Peck Participates in Meeting with Judicial Conference Subcommittee

July 10th, 2018

     CCL President participated in a roundtable discussion that was part of the listening tour that a subcommittee of the U.S. Judicial Conference's Advisory Committee on Civil Rules held with members of the American Association for Justice at its Summer Convention in Denver, Colorado July 11.

     The subcommittee is charged with exploring whether the Federal Rules of Civil Procedure should be amended to set rules for the conduct of Multi-District Litigation (MDL). During the discussion, the subcommittee heard about the wide diversity of cases designated as MDLs and the difficulty of developing one-size-fits-all solutions to problems. On the other hand, judges presiding over these consolidated cases have proven adept at adopting procedures customized to the needs of the litigation.

Peck Speaks to AAJ Civil Rights Section

July 9th, 2018

     CCL President Robert S. Peck described landmines that recent U.S. Supreme Court decisions placed in the path of civil rights advocates in remarks made at the meeting of the Civil Rights Section of the American Association for Justice on July 9 in Denver, Colorado. 

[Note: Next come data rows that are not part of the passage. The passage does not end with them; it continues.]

//! HTTP-based `RoutingService` using OSRM's Route API.
//!
//! Each query asks OSRM for one route between two coordinates with full
//! GeoJSON geometry and step-level manoeuvres. The same response feeds both
//! [`RoutingService::get_route`] (the interior vertices of the geometry) and
//! [`RoutingService::get_directions`] (one sentence per step).

use std::time::Duration;

use async_trait::async_trait;
use ecotour_core::{Coordinate, Directions, RouteInfo, RoutingError, RoutingService, lat_lon};
use log::debug;
use reqwest::Client;
use thiserror::Error;

use super::osrm::{Route, RouteResponse, Step};

/// Error type for [`HttpRoutingService`] construction failures.
#[derive(Debug, Error)]
pub enum ProviderBuildError {
    /// Failed to build the HTTP client.
    #[error("failed to build HTTP client")]
    HttpClient(#[source] reqwest::Error),
}

/// Default user agent for OSRM requests.
pub const DEFAULT_USER_AGENT: &str = "ecotour-routing/0.1";

/// Default OSRM routing profile. Tours are walked.
pub const DEFAULT_PROFILE: &str = "foot";

/// Default request timeout in seconds.
const DEFAULT_TIMEOUT_SECS: u64 = 30;

/// Configuration for [`HttpRoutingService`].
#[derive(Debug, Clone)]
pub struct HttpRoutingServiceConfig {
    /// Base URL for the OSRM service (e.g., `"http://localhost:5000"`).
    pub base_url: String,
    /// OSRM profile segment of the request path.
    pub profile: String,
    /// Request timeout duration.
    pub timeout: Duration,
    /// User agent string for requests.
    pub user_agent: String,
}

impl Default for HttpRoutingServiceConfig {
    fn default() -> Self {
        Self {
            base_url: "http://localhost:5000".to_owned(),
            profile: DEFAULT_PROFILE.to_owned(),
            timeout: Duration::from_secs(DEFAULT_TIMEOUT_SECS),
            user_agent: DEFAULT_USER_AGENT.to_owned(),
        }
    }
}

impl HttpRoutingServiceConfig {
    /// Create a new configuration with the given base URL.
    #[must_use]
    pub fn new(base_url: impl Into<String>) -> Self {
        Self {
            base_url: base_url.into(),
            ..Default::default()
        }
    }

    /// Set the OSRM profile, e.g. `"foot"` or `"bike"`.
    #[must_use]
    pub fn with_profile(mut self, profile: impl Into<String>) -> Self {
        self.profile = profile.into();
        self
    }

    /// Set the request timeout.
    #[must_use]
    pub const fn with_timeout(mut self, timeout: Duration) -> Self {
        self.timeout = timeout;
        self
    }

    /// Set the user agent string.
    #[must_use]
    pub fn with_user_agent(mut self, user_agent: impl Into<String>) -> Self {
        self.user_agent = user_agent.into();
        self
    }
}

/// Routing service backed by an OSRM server.
///
/// # Example
///
/// ```no_run
/// use std::time::Duration;
/// use ecotour_core::{RoutingService, lat_lon};
/// use ecotour_data::{HttpRoutingService, HttpRoutingServiceConfig};
///
/// # async fn demo() -> Result<(), Box<dyn std::error::Error>> {
/// let config = HttpRoutingServiceConfig::new("http://localhost:5000")
///     .with_timeout(Duration::from_secs(10));
/// let service = HttpRoutingService::with_config(config)?;
///
/// let route = service
///     .get_route(lat_lon(49.2665, -123.25), lat_lon(49.2621, -123.2531))
///     .await?;
/// println!("{} intermediate waypoints", route.waypoints.len());
/// # Ok(())
/// # }
/// ```
#[derive(Debug, Clone)]
pub struct HttpRoutingService {
    client: Client,
    config: HttpRoutingServiceConfig,
}

impl HttpRoutingService {
    /// Create a new service with default configuration.
    ///
    /// # Errors
    ///
    /// Returns an error if the HTTP client fails to build.
    pub fn new(base_url: impl Into<String>) -> Result<Self, ProviderBuildError> {
        Self::with_config(HttpRoutingServiceConfig::new(base_url))
    }

    /// Create a new service with explicit configuration.
    ///
    /// # Errors
    ///
    /// Returns an error if the HTTP client fails to build.
    pub fn with_config(config: HttpRoutingServiceConfig) -> Result<Self, ProviderBuildError> {
        let client = Client::builder()
            .user_agent(&config.user_agent)
            .connect_timeout(config.timeout)
            .timeout(config.timeout)
            .build()
            .map_err(ProviderBuildError::HttpClient)?;
        Ok(Self { client, config })
    }

    /// The active configuration.
    #[must_use]
    pub const fn config(&self) -> &HttpRoutingServiceConfig {
        &self.config
    }

    /// Build the OSRM Route API URL for a pair of endpoints.
    ///
    /// The URL format is:
    /// `{base_url}/route/v1/{profile}/{lon},{lat};{lon},{lat}?overview=full&geometries=geojson&steps=true`.
    fn build_route_url(&self, from: Coordinate, to: Coordinate) -> String {
        format!(
            "{}/route/v1/{}/{},{};{},{}?overview=full&geometries=geojson&steps=true",
            self.config.base_url.trim_end_matches('/'),
            self.config.profile,
            from.x,
            from.y,
            to.x,
            to.y
        )
    }

    async fn fetch_route(&self, from: Coordinate, to: Coordinate) -> Result<Route, RoutingError> {
        let url = self.build_route_url(from, to);
        debug!("requesting route {url}");

        let response = self
            .client
            .get(&url)
            .send()
            .await
            .map_err(|err| self.convert_reqwest_error(&err, &url))?;
        let status = response.status();
        let body = response
            .text()
            .await
            .map_err(|err| self.convert_reqwest_error(&err, &url))?;

        // OSRM reports query errors as JSON bodies on 4xx responses, so the
        // body is decoded before the status is considered.
        match serde_json::from_str::<RouteResponse>(&body) {
            Ok(parsed) => convert_response(parsed),
            Err(_) if !status.is_success() => Err(RoutingError::Http {
                url,
                status: status.as_u16(),
                message: status
                    .canonical_reason()
                    .unwrap_or("unexpected status")
                    .to_owned(),
            }),
            Err(err) => Err(RoutingError::Parse {
                message: err.to_string(),
            }),
        }
    }

    /// Convert a reqwest error to a `RoutingError`.
    fn convert_reqwest_error(&self, error: &reqwest::Error, url: &str) -> RoutingError {
        if error.is_timeout() {
            return RoutingError::Timeout {
                url: url.to_owned(),
                timeout_secs: self.config.timeout.as_secs(),
            };
        }

        if let Some(status) = error.status() {
            return RoutingError::Http {
                url: url.to_owned(),
                status: status.as_u16(),
                message: error.to_string(),
            };
        }

        RoutingError::Network {
            url: url.to_owned(),
            message: error.to_string(),
        }
    }
}

/// Select the best route from an OSRM response.
fn convert_response(response: RouteResponse) -> Result<Route, RoutingError> {
    if !response.is_ok() {
        return Err(RoutingError::Service {
            code: response.code,
            message: response.message.unwrap_or_default(),
        });
    }
    response
        .routes
        .into_iter()
        .next()
        .ok_or(RoutingError::NoRoute)
}

/// The route geometry without its endpoint vertices.
fn interior_waypoints(route: &Route) -> RouteInfo {
    let vertices = &route.geometry.coordinates;
    let interior = vertices
        .get(1..vertices.len().saturating_sub(1))
        .unwrap_or_default();
    RouteInfo::new(
        interior
            .iter()
            .map(|&[lon, lat]| lat_lon(lat, lon))
            .collect(),
    )
}

fn render_directions(route: &Route) -> Directions {
    Directions {
        instructions: route
            .legs
            .iter()
            .flat_map(|leg| &leg.steps)
            .map(describe_step)
            .collect(),
    }
}

fn describe_step(step: &Step) -> String {
    let modifier = step.maneuver.modifier.as_deref();
    let (action, preposition) = match (step.maneuver.kind.as_str(), modifier) {
        ("arrive", _) => return "Arrive at your destination".to_owned(),
        ("depart", _) => ("Start".to_owned(), "on"),
        ("roundabout" | "rotary", _) => ("Enter the roundabout".to_owned(), "towards"),
        (_, Some("straight") | None) => ("Continue straight".to_owned(), "onto"),
        (_, Some(direction)) => (format!("Turn {direction}"), "onto"),
    };
    let on_road = if step.name.is_empty() {
        action
    } else {
        format!("{action} {preposition} {}", step.name)
    };
    if step.distance > 0.0 {
        format!("{on_road} ({:.0} m)", step.distance)
    } else {
        on_road
    }
}

#[async_trait]
impl RoutingService for HttpRoutingService {
    async fn get_route(&self, from: Coordinate, to: Coordinate) -> Result<RouteInfo, RoutingError> {
        let route = self.fetch_route(from, to).await?;
        Ok(interior_waypoints(&route))
    }

    async fn get_directions(
        &self,
        from: Coordinate,
        to: Coordinate,
    ) -> Result<Directions, RoutingError> {
        let route = self.fetch_route(from, to).await?;
        Ok(render_directions(&route))
    }
}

     Peck began his talk by describing the impact that Justice Kennedy's retirement was likely to have, with the certainty being that the new nominee will be a more doctrinaire conservative. Peck likened Justice Kennedy's civil rights record to Thomas Paine's sunshine patriot, who comfortably stakes out a favorable position when the wind is blowing in that direction, but retreats when more heavy lifting is required. Peck said that the distinction often played out on issues of race. In making that case, Peck contrasted the Court's treatment of religious liberty in Masterpiece Cakeshop and its emphasis on the animus expressed in two of the five Colorado commissioners statements with the dismissal of more tethered animus from the president in connection with the Court's deference in the Travel Ban case.

     Peck also highlighted the uneven treatment often afforded those whose civil rights were violated because of the qualified immunity doctrine. There, unless the violation is clearly established before the violation takes place, the misbehavior is excused, essentially allowing one free violation -- as long as the case bothers to label the misconduct as a violation. Even though a prior case need not be on all fours with the current misconduct, and courts regularly recite that standard, it is rarely applied. Peck also highlighted a pending petition to the Supreme Court on qualified immunity, Allah v. Milling, that has attracted an unusual set of amicus supporters that span the ideological spectrum and urged his audience to watch that space.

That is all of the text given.